Quality checks for arrays are performed through RLE and NUSE plots. RLE plots the deviation of each probeset from its median across all arrays, which, ideally, is 0 if most of the genes are unchanged. NUSE plots the standardized errors estimated from the Probe Level Model fit; so the median standard error across arrays is 1 for each gene.

PCA plots, which compare the three dimensions, are useful for quality control to identify outliers during pre-processing, as well as DEG variance for each group of replicates, and give an overview of the internal structure of the data set.

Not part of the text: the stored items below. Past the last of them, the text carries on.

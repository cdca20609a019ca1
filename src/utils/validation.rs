use crate::utils::error::{HotelError, Result};

pub trait Validate {
    fn validate(&self) -> Result<()>;
}

pub fn validate_path(field_name: &str, path: &str) -> Result<()> {
    if path.is_empty() {
        return Err(HotelError::InvalidConfigValueError {
            field: field_name.to_string(),
            value: path.to_string(),
            reason: "Path cannot be empty".to_string(),
        });
    }

    if path.contains('\0') {
        return Err(HotelError::InvalidConfigValueError {
            field: field_name.to_string(),
            value: path.to_string(),
            reason: "Path contains null bytes".to_string(),
        });
    }

    Ok(())
}

pub fn validate_file_name(field_name: &str, name: &str) -> Result<()> {
    validate_path(field_name, name)?;

    let path = std::path::Path::new(name);
    match path.extension().and_then(|ext| ext.to_str()) {
        Some("json") => Ok(()),
        Some(other) => Err(HotelError::InvalidConfigValueError {
            field: field_name.to_string(),
            value: name.to_string(),
            reason: format!("Unsupported file extension: {}. Expected json", other),
        }),
        None => Err(HotelError::InvalidConfigValueError {
            field: field_name.to_string(),
            value: name.to_string(),
            reason: "File has no extension or invalid filename".to_string(),
        }),
    }
}

pub fn validate_non_empty_string(field_name: &str, value: &str) -> Result<()> {
    if value.trim().is_empty() {
        return Err(HotelError::InvalidConfigValueError {
            field: field_name.to_string(),
            value: value.to_string(),
            reason: "Value cannot be empty or whitespace-only".to_string(),
        });
    }
    Ok(())
}

pub fn validate_range<T: PartialOrd + std::fmt::Display + Copy>(
    field_name: &str,
    value: T,
    min: T,
    max: T,
) -> Result<()> {
    // NaN fails both comparisons, so reject it explicitly through partial_cmp
    if value.partial_cmp(&min).is_none() || value < min || value > max {
        return Err(HotelError::InvalidConfigValueError {
            field: field_name.to_string(),
            value: value.to_string(),
            reason: format!("Value must be between {} and {}", min, max),
        });
    }
    Ok(())
}

#[cfg(test)]
mod tests {
    use super::*;

    #[test]
    fn test_validate_path() {
        assert!(validate_path("storage.data_dir", "./data").is_ok());
        assert!(validate_path("storage.data_dir", "").is_err());
        assert!(validate_path("storage.data_dir", "da\0ta").is_err());
    }

    #[test]
    fn test_validate_file_name() {
        assert!(validate_file_name("storage.rooms_file", "rooms.json").is_ok());
        assert!(validate_file_name("storage.rooms_file", "rooms.csv").is_err());
        assert!(validate_file_name("storage.rooms_file", "rooms").is_err());
    }

    #[test]
    fn test_validate_range() {
        assert!(validate_range("billing.tax_rate", 0.1, 0.0, 1.0).is_ok());
        assert!(validate_range("billing.tax_rate", 1.5, 0.0, 1.0).is_err());
        assert!(validate_range("billing.tax_rate", -0.1, 0.0, 1.0).is_err());
        assert!(validate_range("billing.tax_rate", f64::NAN, 0.0, 1.0).is_err());
    }
}
use crate::domain::model::{Booking, Guest, Room};
use crate::utils::error::Result;

/// Everything a storage backend persists, in insertion order.
#[derive(Debug, Clone, Default, PartialEq)]
pub struct HotelSnapshot {
    pub rooms: Vec<Room>,
    pub guests: Vec<Guest>,
    pub bookings: Vec<Booking>,
}

pub trait Storage {
    fn load(&self) -> Result<HotelSnapshot>;
    fn save(&self, rooms: &[Room], guests: &[Guest], bookings: &[Booking]) -> Result<()>;
}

A more flexible data set-oriented filtering method using IQR function has been added for gene selection. The automatic choice of IQR implementation is based on its computational ease and ability to remove uninformative probesets that do not vary in the ES (Figure 3). Thus, signal-driven IQR gene filtering potentially reduces the number of false positives (Figure 3). The choice of probesets differs for Gene 1.0/1.1 ST, Exon 1.0 ST, and 3′ IVT, which all depend on probe-matching position on the mRNA and genome annotation (Figure 1B).

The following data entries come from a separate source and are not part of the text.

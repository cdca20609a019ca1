use crate::core::hotel::HotelService;
use crate::domain::model::{Booking, RoomNumber};
use crate::domain::ports::Storage;
use crate::utils::error::Result;
use chrono::NaiveDate;
use std::io::{BufRead, Write};

const RULE_WIDTH: usize = 50;

fn money(currency: &str, amount: f64) -> String {
    format!("{}{:.2}", currency, amount)
}

#[derive(Debug, Clone, Copy, PartialEq, Eq)]
pub enum MenuChoice {
    AddRoom,
    ListRooms,
    RegisterGuest,
    ListGuests,
    CheckAvailability,
    CreateBooking,
    GuestBookings,
    CancelBooking,
    CheckIn,
    CheckOut,
    ActiveBookings,
    OccupancyReport,
    RevenueReport,
    Exit,
}

impl MenuChoice {
    pub const ALL: [MenuChoice; 14] = [
        MenuChoice::AddRoom,
        MenuChoice::ListRooms,
        MenuChoice::RegisterGuest,
        MenuChoice::ListGuests,
        MenuChoice::CheckAvailability,
        MenuChoice::CreateBooking,
        MenuChoice::GuestBookings,
        MenuChoice::CancelBooking,
        MenuChoice::CheckIn,
        MenuChoice::CheckOut,
        MenuChoice::ActiveBookings,
        MenuChoice::OccupancyReport,
        MenuChoice::RevenueReport,
        MenuChoice::Exit,
    ];

    pub fn parse(raw: &str) -> Option<Self> {
        let n: usize = raw.trim().parse().ok()?;
        Self::ALL.get(n.checked_sub(1)?).copied()
    }

    pub fn label(&self) -> &'static str {
        match self {
            MenuChoice::AddRoom => "Add room",
            MenuChoice::ListRooms => "List rooms",
            MenuChoice::RegisterGuest => "Register guest",
            MenuChoice::ListGuests => "List guests",
            MenuChoice::CheckAvailability => "Check availability",
            MenuChoice::CreateBooking => "Create booking",
            MenuChoice::GuestBookings => "Get guest bookings",
            MenuChoice::CancelBooking => "Cancel booking",
            MenuChoice::CheckIn => "Check-in",
            MenuChoice::CheckOut => "Check-out",
            MenuChoice::ActiveBookings => "Active bookings",
            MenuChoice::OccupancyReport => "Occupancy report",
            MenuChoice::RevenueReport => "Revenue report",
            MenuChoice::Exit => "Save and exit",
        }
    }
}

enum Flow {
    Continue,
    Quit,
}

/// Numbered-menu front end. Reads answers line by line from `input` and
/// writes prompts and results to `output`; end of input ends the session the
/// same way as choosing Exit.
pub struct Console<S: Storage, R: BufRead, W: Write> {
    service: HotelService<S>,
    input: R,
    output: W,
    currency: String,
}

/// Unwraps a prompt answer, leaving the handler with `Flow::Quit` on end of input.
macro_rules! answer {
    ($e:expr) => {
        match $e? {
            Some(value) => value,
            None => return Ok(Flow::Quit),
        }
    };
}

Figure 3. IQR function for gene selection. (Click to enlarge)

The comparison between a common baseline and an experimental condition of a data set containing paired samples is performed through limma-paired experimental design and DEG selection. The experimental design can be defined with an appropriate text file for Affymetrix, Agilent, and Illumina platforms. The implementation of a paired-sample test makes AMDA 2.13 useful also for analyzing data from clinical studies (e.g., human lymphocytes before and after drug treatment).

Through addition of RP, AMDA 2.13 provides a straightforward and statistically meaningful way to determine DEG significance for two sample classes. The RP approach is not parametric, like Significance Analysis of Microarrays (SAM), and therefore requires less assumption on data distribution; it is powerful for both identifying biologically relevant expression changes and controlling the false discovery rate. It acts reliably in situations where very few replicates are available or in case of highly noisy data, by performing a permutation test on the set of replicates.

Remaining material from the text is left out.